[Opening SOURCE RECORDS section]

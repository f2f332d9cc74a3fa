//! Affiliation permission levels
//!
//! This module defines the closed set of permission levels a user can hold
//! through an affiliation with an organization.

use serde::{Deserialize, Serialize};
use std::fmt;

/// Permission level a user holds for an organization.
///
/// Levels are hierarchical: None < User < Admin < SuperAdmin.
///
/// # Permission Model
///
/// - **None**: No affiliation with the organization
/// - **User**: Read access to the organization's domains and scans
/// - **Admin**: Can manage the organization's domains and affiliations
/// - **SuperAdmin**: Platform-wide administration, granted through any
///   organization
///
/// # Examples
///
/// ```
/// use tracker_org::Permission;
///
/// assert!(Permission::SuperAdmin.is_super_admin());
/// assert!(Permission::Admin.is_admin());
/// assert!(!Permission::User.is_admin());
/// ```
#[derive(Debug, Clone, Copy, Serialize, Deserialize, PartialEq, Eq, PartialOrd, Ord, Hash)]
#[serde(rename_all = "snake_case")]
pub enum Permission {
    /// No affiliation
    None = 0,

    /// Affiliated user
    User = 1,

    /// Organization administrator
    Admin = 2,

    /// Platform super administrator
    SuperAdmin = 3,
}

impl Permission {
    /// Check if this level carries admin privileges.
    ///
    /// # Returns
    ///
    /// `true` for Admin and SuperAdmin
    pub fn is_admin(&self) -> bool {
        *self >= Permission::Admin
    }

    /// Check if this level is the platform super admin level.
    pub fn is_super_admin(&self) -> bool {
        *self == Permission::SuperAdmin
    }

    /// Parse a permission level from its wire representation.
    ///
    /// # Examples
    ///
    /// ```
    /// use tracker_org::Permission;
    ///
    /// assert_eq!(Permission::parse("super_admin"), Some(Permission::SuperAdmin));
    /// assert_eq!(Permission::parse("ADMIN"), Some(Permission::Admin));
    /// assert_eq!(Permission::parse("owner"), None);
    /// ```
    pub fn parse(s: &str) -> Option<Self> {
        match s.to_lowercase().as_str() {
            "none" | "" => Some(Self::None),
            "user" => Some(Self::User),
            "admin" => Some(Self::Admin),
            "super_admin" => Some(Self::SuperAdmin),
            _ => None,
        }
    }

    /// Get the wire representation of the level.
    pub fn as_str(&self) -> &'static str {
        match self {
            Self::None => "none",
            Self::User => "user",
            Self::Admin => "admin",
            Self::SuperAdmin => "super_admin",
        }
    }
}

impl Default for Permission {
    fn default() -> Self {
        Self::None
    }
}

impl fmt::Display for Permission {
    fn fmt(&self, f: &mut fmt::Formatter<'_>) -> fmt::Result {
        f.write_str(self.as_str())
    }
}

#[cfg(test)]
mod tests {
    use super::*;

    #[test]
    fn test_permission_hierarchy() {
        assert!(Permission::SuperAdmin > Permission::Admin);
        assert!(Permission::Admin > Permission::User);
        assert!(Permission::User > Permission::None);
    }

    #[test]
    fn test_permission_parse() {
        assert_eq!(Permission::parse("user"), Some(Permission::User));
        assert_eq!(Permission::parse("Super_Admin"), Some(Permission::SuperAdmin));
        assert_eq!(Permission::parse(""), Some(Permission::None));
        assert_eq!(Permission::parse("editor"), None);
    }

    #[test]
    fn test_permission_wire_format() {
        assert_eq!(
            serde_json::to_string(&Permission::SuperAdmin).unwrap(),
            "\"super_admin\""
        );
        for level in [
            Permission::None,
            Permission::User,
            Permission::Admin,
            Permission::SuperAdmin,
        ] {
            assert_eq!(Permission::parse(level.as_str()), Some(level));
        }
    }
}
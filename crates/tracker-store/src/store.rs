//! Graph store and transaction traits

use async_trait::async_trait;

use crate::collection::Collection;
use crate::cursor::Cursor;
use crate::error::StoreResult;
use crate::query::{ReadQuery, WriteStep};

/// A transaction opened against a fixed set of collections.
///
/// Steps run in the order they are issued. Nothing is visible outside the
/// transaction until [`Transaction::commit`] succeeds; dropping or aborting
/// the transaction discards every staged step.
#[async_trait]
pub trait Transaction: Send {
    /// Transaction ID, for log correlation.
    fn id(&self) -> &str;

    /// Execute one write step.
    async fn step(&mut self, step: WriteStep) -> StoreResult<()>;

    /// Commit every staged step atomically.
    async fn commit(self: Box<Self>) -> StoreResult<()>;

    /// Discard every staged step.
    async fn abort(self: Box<Self>) -> StoreResult<()>;
}

/// Graph store trait for reads and transactions.
#[async_trait]
pub trait GraphStore: Send + Sync {
    /// Run a read query.
    async fn query(&self, query: ReadQuery) -> StoreResult<Box<dyn Cursor>>;

    /// Open a transaction that may write the given collections.
    async fn begin(&self, collections: &[Collection]) -> StoreResult<Box<dyn Transaction>>;
}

[Closing SOURCE RECORDS section]

## REQUIREMENT
Transcribe, please, every line from the first line of the listing above through the line with "domains and scans". Keep both ends and nothing else.

## WRITTEN ANSWER
repository f2f332d9cc74a3fa
//! Affiliation permission levels
//!
//! This module defines the closed set of permission levels a user can hold
//! through an affiliation with an organization.

use serde::{Deserialize, Serialize};
use std::fmt;

/// Permission level a user holds for an organization.
///
/// Levels are hierarchical: None < User < Admin < SuperAdmin.
///
/// # Permission Model
///
/// - **None**: No affiliation with the organization
/// - **User**: Read access to the organization's domains and scans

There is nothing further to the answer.